Reuters Investigates
Insight and investigations from our expert reporters
Battling meltdowns, nuclear and fiscal, in Japan
Check out two special reports out of Tokyo today.
The first examines what has happened at the Fukushima Daiichi nuclear plant since Friday’s massive quake: “Mistakes, misfortune, meltdown: Japan’s quake” (PDF version here)
Here’s how one expert sums up the situation:
“They might have been prepared for an earthquake. They might have been prepared for a tsunami. They might have been prepared for a nuclear emergency, but it was unlikely that they were prepared for all three,” said Ellen Vancko, an electric power expert with the Union of Concerned Scientists.
Global Economics correspondent Alan Wheatley looks at the outlook for Japanese debt as the nation rebuilds in his special report: ”Why Japan will avert a fiscal meltdown”
Masaru Hamasaki, a senior strategist at Toyota Asset Management in Tokyo, said the severity of the challenge facing Japan should not be underestimated.
The numbers killed in last Friday’s quake centred on Sendai in northeastern Japan will far exceed the 6,400 toll from the 1995 temblor in Kobe.
Many more people have been affected directly and indirectly, for instance by power cuts and the risk of radioactive fallout from the crippled Fukushima Daiichi nuclear power plant. The usually bustling streets of Tokyo were eerily empty this week.

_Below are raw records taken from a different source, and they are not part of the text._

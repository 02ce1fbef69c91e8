//! # Collaborator Contracts
//!
//! The engine never talks to a network, a model or a disk directly. These
//! traits are the narrow seams it calls through. None of them is allowed
//! to leave partial state behind in the engine on failure.
//!
//! | Trait | Failure mode |
//! |-------|--------------|
//! | `RepositoryService` | `Err(NotFound \| Network)`; engine state untouched |
//! | `AnnotationService` | never fails; maps errors to placeholder text |
//! | `SearchService` | `None` for no match |
//! | `Persistence` | `Err`, logged and swallowed by the session |

use async_trait::async_trait;
use serde::{Deserialize, Serialize};
use tracing::warn;

use crate::bridge::{self, CodeSource};
use crate::model::*;
use crate::Result;

/// Text shown in place of an annotation that could not be generated.
pub const ANNOTATION_FAILED: &str = "Failed to generate analysis. Please check your API key.";

/// Text shown when generation succeeded but produced nothing.
pub const ANNOTATION_EMPTY: &str = "No analysis generated.";

// ============================================================================
// Repository fetch
// ============================================================================

#[async_trait]
pub trait RepositoryService: Send + Sync {
    /// Fetch and summarise a repository: root nodes and edges, the flat
    /// path list, default branch and summary metadata.
    async fn fetch_repository(&self, name: &str) -> Result<RepoAnalysis>;
}

// ============================================================================
// Annotation
// ============================================================================

/// Everything an annotation is keyed on.
#[derive(Debug, Clone, PartialEq, Eq, Serialize, Deserialize)]
#[serde(rename_all = "camelCase")]
pub struct AnnotationRequest {
    pub repo_name: String,
    pub branch: String,
    pub path: String,
    pub kind: NodeKind,
    pub mode: AnalysisMode,
}

#[async_trait]
pub trait AnnotationService: Send + Sync {
    /// Always resolves to displayable text.
    async fn generate_annotation(&self, request: &AnnotationRequest) -> String;
}

/// The fallible half of an annotation: turns assembled context into text.
#[async_trait]
pub trait TextGenerator: Send + Sync {
    async fn generate(&self, context: &str, mode: AnalysisMode) -> Result<String>;
}

/// `AnnotationService` built from a code source and a fallible generator.
///
/// The code source decides where file content comes from (tool bridge,
/// raw fetch, nothing); any generator error becomes `ANNOTATION_FAILED`.
pub struct GuardedAnnotator<G, C> {
    generator: G,
    source: C,
}

impl<G: TextGenerator, C: CodeSource> GuardedAnnotator<G, C> {
    pub fn new(generator: G, source: C) -> Self {
        Self { generator, source }
    }
}

#[async_trait]
impl<G: TextGenerator, C: CodeSource> AnnotationService for GuardedAnnotator<G, C> {
    async fn generate_annotation(&self, request: &AnnotationRequest) -> String {
        let context = bridge::annotation_context(&self.source, request).await;
        match self.generator.generate(&context, request.mode).await {
            Ok(text) if text.trim().is_empty() => ANNOTATION_EMPTY.to_string(),
            Ok(text) => text,
            Err(e) => {
                warn!(path = %request.path, mode = %request.mode, error = %e, "annotation failed");
                ANNOTATION_FAILED.to_string()
            }
        }
    }
}

// ============================================================================
// Search
// ============================================================================

#[async_trait]
pub trait SearchService: Send + Sync {
    /// Best-matching node plus related ids, or `None` for no match.
    async fn search(&self, query: &str, nodes: &[Node], file_map: &[String]) -> Option<SearchResult>;
}

// ============================================================================
// Persistence
// ============================================================================

/// Local snapshot cache keyed by repository name.
///
/// Synchronous. The session reaches `update` through a `WriteBehind`, so
/// implementations may block on I/O.
pub trait Persistence: Send + Sync {
    /// Store a full analysis, stamping it with the current time.
    fn save(&self, analysis: &RepoAnalysis) -> Result<()>;

    /// Replace the node and edge lists of an existing record and refresh
    /// its timestamp. No-op if the repository has no record.
    fn update(&self, repo_name: &str, nodes: &[Node], edges: &[Edge]) -> Result<()>;

    /// Unexpired record for `repo_name`.
    fn load(&self, repo_name: &str) -> Result<Option<RepoAnalysis>>;

    /// All records, newest first.
    fn list(&self) -> Result<Vec<RepoAnalysis>>;

    fn clear(&self) -> Result<()>;
}

#[cfg(test)]
mod tests {
    use super::*;
    use crate::Error;

    struct Fixed(Result<String>);

    #[async_trait]
    impl TextGenerator for Fixed {
        async fn generate(&self, _context: &str, _mode: AnalysisMode) -> Result<String> {
            match &self.0 {
                Ok(s) => Ok(s.clone()),
                Err(_) => Err(Error::Configuration("no credential".into())),
            }
        }
    }

    struct NoCode;

    #[async_trait]
    impl CodeSource for NoCode {
        async fn read(&self, _repo: &str, _branch: &str, _path: &str) -> Option<String> {
            None
        }
    }

    fn request() -> AnnotationRequest {
        AnnotationRequest {
            repo_name: "acme/widgets".into(),
            branch: "main".into(),
            path: "src/lib.rs".into(),
            kind: NodeKind::File,
            mode: AnalysisMode::Review,
        }
    }

    #[tokio::test]
    async fn test_generator_error_becomes_placeholder() {
        let annotator = GuardedAnnotator::new(Fixed(Err(Error::Network("down".into()))), NoCode);
        assert_eq!(annotator.generate_annotation(&request()).await, ANNOTATION_FAILED);
    }

    #[tokio::test]
    async fn test_empty_text_becomes_placeholder() {
        let annotator = GuardedAnnotator::new(Fixed(Ok("  ".into())), NoCode);
        assert_eq!(annotator.generate_annotation(&request()).await, ANNOTATION_EMPTY);
    }

    #[tokio::test]
    async fn test_text_passes_through() {
        let annotator = GuardedAnnotator::new(Fixed(Ok("- solid".into())), NoCode);
        assert_eq!(annotator.generate_annotation(&request()).await, "- solid");
    }
}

And the economy is even less vigorous than in 1995, smack in the middle of Japan’s so-called Lost Decade.
“But out of this crisis affecting a large part of the population, a sense of ‘public morality’ is already building up,” Hamasaki said. “If the country’s leaders can harness this spirit in the long term, then I’m sure Japan will move in a positive direction.”